We studied 1216 HIV-1-infected haemophilia patients in the UK who were registered with the National Haemophilia Register and were alive on Jan 1, 1985. Their estimated ages at HIV-1 seroconversion ranged from 8 months to 79 years.
10 years after seroconversion 67% (95% Cl 64-69) of the population were still alive. Survival was strongly related to age at seroconversion (86% [82-90], 72% [68-76], 45% [39-51], and 12% [5-21] at 10 years among those patients who seroconverted at ages < 15, 15-34, 35-54, and > or = 55). This steep age-gradient in survival was not explained by deaths expected in the absence of HIV infection or by confounding with other factors such as haemophilia type or severity. The age-gradient was steeper for survival (ie, time from HIV-1 infection to death) than for time to diagnosis of AIDS, partly because survival after an AIDS diagnosis was poorer in older patients, and there was also a substantial increase in mortality among HIV-infected patients who did not satisfy the formal AIDS definition and this increase was greater in older patients.
Age at infection with HIV-1 is a more important determinant of survival than has previously been appreciated. Age should, therefore, be considered in future studies of disease progression, and studies that compare people infected at different ages should provide insight into the biology of the immune response to HIV-1.

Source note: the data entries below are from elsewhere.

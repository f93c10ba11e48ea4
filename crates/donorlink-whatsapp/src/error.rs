//! Error types for the WhatsApp session crate.
//!
//! None of these escape the public operations of [`crate::WhatsAppService`];
//! they are rendered into status snapshots and send outcomes instead.

use thiserror::Error;

/// Errors raised while building the service.
#[derive(Debug, Error)]
pub enum WhatsAppError {
    /// Configuration values are out of range.
    #[error("invalid configuration: {0}")]
    InvalidConfig(String),

    /// Shared configuration could not be read.
    #[error(transparent)]
    Core(#[from] donorlink_core::CoreError),
}

/// Result type for configuration operations.
pub type Result<T> = std::result::Result<T, WhatsAppError>;

/// Failures reported by the browser automation session.
#[derive(Debug, Clone, Error, PartialEq, Eq)]
pub enum SessionError {
    /// The session could not be constructed.
    #[error("failed to launch WhatsApp session: {0}")]
    Launch(String),

    /// The session's own initialize handshake failed.
    #[error("WhatsApp handshake failed: {0}")]
    Handshake(String),

    /// A message could not be delivered.
    #[error("{0}")]
    Send(String),

    /// Teardown failed.
    #[error("failed to destroy WhatsApp session: {0}")]
    Destroy(String),
}

/// Failure to turn a pairing payload into something displayable.
#[derive(Debug, Clone, Error, PartialEq, Eq)]
pub enum QrError {
    /// The payload could not be encoded.
    #[error("failed to encode QR payload: {0}")]
    Encode(String),
}

/// Reasons a single send did not go out.
#[derive(Debug, Clone, Error, PartialEq, Eq)]
pub enum DispatchError {
    /// The address has no digits left after normalization, or has stray characters.
    #[error("Invalid phone number: '{0}'")]
    InvalidAddress(String),

    /// Authenticated but the client has not finished loading chats.
    #[error("WhatsApp is still synchronizing your messages. Please wait a moment and try again.")]
    Synchronizing,

    /// Initialization did not reach the ready state.
    #[error("WhatsApp client is not ready. Please scan the QR code in the Admin panel first.")]
    NotReady,

    /// Ready was reported but the session handle is gone.
    #[error("WhatsApp client not initialized")]
    NoSession,

    /// The automation session rejected the send.
    #[error(transparent)]
    Send(#[from] SessionError),
}

impl DispatchError {
    /// Whether retrying shortly is likely to succeed.
    pub fn is_transient(&self) -> bool {
        matches!(self, DispatchError::Synchronizing)
    }
}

已知感染HIV-1时年龄越大,发展为艾滋病的时间越短,但在以死亡为终点的单一大型患者群体中,尚未对婴儿期感染与老年期感染人群之间差异的大小进行研究。因此,我们调查了血清转化年龄在英国全体血友病患者中的作用。
我们研究了1216名在英国感染HIV-1的血友病患者,这些患者在国家血友病登记处登记,且在1985年1月1日时存活。他们估计的HIV-1血清转化年龄在8个月至79岁之间。
血清转化10年后,67%(95%置信区间64 - 69)的人群仍然存活。生存率与血清转化年龄密切相关(血清转化年龄<15岁、15 - 34岁、35 - 54岁和≥55岁的患者在10年时的生存率分别为86%[82 - 90]、72%[68 - 76]、45%[39 - 51]和12%[5 - 21])。这种生存率上随年龄急剧变化的梯度不能用未感染HIV时预期的死亡情况来解释,也不能用与其他因素(如血友病类型或严重程度)的混杂来解释。生存率(即从HIV-1感染到死亡的时间)的年龄梯度比艾滋病诊断时间的年龄梯度更陡,部分原因是老年患者艾滋病诊断后的生存率较差,而且在未符合正式艾滋病定义的HIV感染患者中死亡率也大幅上升,且这种上升在老年患者中更大。
感染HIV-1时的年龄是比之前所认识到的更重要的生存决定因素。因此,在未来疾病进展研究中应考虑年龄因素,比较不同年龄感染人群的研究应能深入了解对HIV-1免疫反应的生物学机制。